Travel Diary. Day 1. Lisbon.
They say one can rest twice - the first time when planning a trip and in one's mind being already there, the second time during the trip itself. I, for my part, have decided to rest three times - planning, travelling, and telling about the journey. I thought for a long time about what would be the best format for this story, and settled on a diary, in which I shall describe each lovely day spent in three wonderful Southern European countries - Portugal, Spain, and Gibraltar.
We flew into Lisbon around midday, though at the feeling level it seemed like quite a late afternoon. We later understood that different time zones had played a trick on us. The flight had a stopover in Great Britain, but the time difference between Portugal and Latvia is two hours.
For the first accommodation I chose a hostel-type lodging (Hotel 1924, R. Joaquim Bonifácio 32, 4th floor, 1150-196 Lisboa) in an old brick building from the beginning of the last century, with history and with constant wooden stairs up to the fifth floor, high ceilings, and appealing patterned tile walls. We had one small room with windows facing the inner courtyard (which with time we understood to be an advantage rather than a disadvantage, as it had seemed at first glance), shared shower and bathroom facilities, a fairly large kitchenette, and a cosy glazed terrace where already from the first evening we claimed our table and spent all the next three evenings reserved for Lisbon.
In any case, looking back on the whole travel experience, this place had its own story and its own home soul - something you will never find or feel in a standard hotel room, however elegant or expensive it may be. The choice in favour of "Hotel 1924" was also made because it was located in the central district - within walking distance of the promenade, Praça do Comércio, and other beautiful old-town squares. There was, of course, no receptionist in this building; communication took place via WhatsApp with the manager. After a text message, within a few minutes a fairly brisk and capable Indian arrived, who in broken English explained everything, showed us around, and gave us the keys and door codes.
What to do on the first evening in a still fairly unfamiliar city? (Incidentally, it began to grow dark rather early, and around 21:00 it was already quite dark.) Setting out on the journey we had made ourselves two promises: 1. To accept with open minds absolutely everything that these lands and their inhabitants would offer - to trust the recommendations of unknown people, not to seek the familiar but to experience the different. 2. To enjoy very many seafood dishes and fruits.
And that is precisely how we started. We searched Google Maps for the nearest and highest-rated seafood restaurant - Cervejaria Ramiro (Av. Alm. Reis nº1 - H, 1150-007 Lisboa) - and went for a treat (yes, yes, we are quite the gourmands and cannot understand those who eat only to live; we live to eat and drink with great pleasure). We ordered all possible sea creatures - clams in their shells in olive oil and garlic sauce (amêijoas à bulhão pato), stuffed crab (Sapateira Recheada), tiger prawns (gamba à la aguillo), and the giant prawn (Gamba tigre gigante a la plancha). Alongside, of course, white bread with melted pieces of butter was served, and a properly chilled white wine Casa Ferreirinha Planalto Reserva 2017 (as you can imagine, my five-year Ramadan regarding alcoholic beverages came to a swift end).

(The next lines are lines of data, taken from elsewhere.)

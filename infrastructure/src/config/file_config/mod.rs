//! Raw TOML configuration data types
//!
//! These structs represent the exact structure of the TOML config file.
//! They are deserialized directly and use domain types where appropriate.

mod dataset;
mod logging;
mod output;
mod reasoner;
mod simulation;
mod topologies;

pub use dataset::FileDatasetConfig;
pub use logging::FileLoggingConfig;
pub use output::FileOutputConfig;
pub use reasoner::{FileModelTier, FileReasonerConfig};
pub use simulation::FileSimulationConfig;
pub use topologies::FileTopologiesConfig;

use serde::{Deserialize, Serialize};
use thiserror::Error;

/// Configuration validation errors
#[derive(Error, Debug, Clone, PartialEq, Eq)]
pub enum ConfigValidationError {
    #[error("simulation.max_rounds_per_pair must be at least 1")]
    InvalidMaxRounds,

    #[error("simulation.round_ceiling must be at least 1")]
    InvalidRoundCeiling,

    #[error("simulation.rank_min ({min}) cannot exceed rank_max ({max})")]
    InvalidRankRange { min: u8, max: u8 },

    #[error("reasoner.timeout_seconds cannot be 0")]
    InvalidTimeout,

    #[error("{field}: model name cannot be empty")]
    EmptyModelName { field: String },

    #[error("unknown topology preset '{0}'")]
    UnknownPreset(String),

    #[error("topologies.size must be at least 1")]
    InvalidTopologySize,
}

/// Complete file configuration (raw TOML structure)
#[derive(Debug, Clone, Default, PartialEq, Serialize, Deserialize)]
#[serde(default)]
pub struct FileConfig {
    /// Debate limits
    pub simulation: FileSimulationConfig,
    /// Chat-completions endpoint and model routing
    pub reasoner: FileReasonerConfig,
    /// Problem set
    pub dataset: FileDatasetConfig,
    /// Networks to compare
    pub topologies: FileTopologiesConfig,
    /// Output settings
    pub output: FileOutputConfig,
    /// Conversation log
    pub logging: FileLoggingConfig,
}

impl FileConfig {
    /// Validate the configuration, stopping at the first problem.
    pub fn validate(&self) -> Result<(), ConfigValidationError> {
        self.simulation.to_debate_params()?;

        // Timeout of 0 seconds doesn't make sense
        if let Some(0) = self.reasoner.timeout_seconds {
            return Err(ConfigValidationError::InvalidTimeout);
        }

        for (field, model) in self.reasoner.model_fields() {
            if model.trim().is_empty() {
                return Err(ConfigValidationError::EmptyModelName { field });
            }
        }

        self.topologies
            .to_specs(&self.simulation.rank_range()?)
            .map(|_| ())
    }
}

It was not only a magnificent enjoyment of aromas and flavours, but also an attraction - to get at the meat in the crab's claw, a small board with a hammer had to be used and one had to strike the claw rather forcefully. At the adjacent tables, in an aquarium, the crab's distant relatives were living and awaiting their fateful hour. The restaurant was fairly full and in demand. We were lucky to get the last free table. Those who arrived later now had to queue. Unlike in Latvia, in all the cafés and restaurants here one must reckon with quite a small distance between tables - or indeed a stranger sitting right beside one, enjoying their meal.
The waiters (only men, as is generally the custom in southern European restaurants) were courteous, dexterous, and attentive. Unobtrusive, but watchful enough to ensure nothing was lacking at the table. If the food had not yet been finished but the drink was running low, a freshly filled glass appeared on the table as if by magic. Noticing our amateur dexterity with the crab hammers, they brought an extra stack of napkins in passing, and so on. The restaurant prices are not among the lowest - if you want a proper treat, expect a bill of 70–100 EUR - but it is worth it.
Then we could calmly wander through Lisbon's little streets, delighting in the patterned tile-decorated house façades and street art. We accidentally came across a fruit shop where we could not resist buying fragrant, deep-red strawberries. Imagine - on the night of 28 April, sitting in beach flip-flops on a terrace, eating fresh strawberries!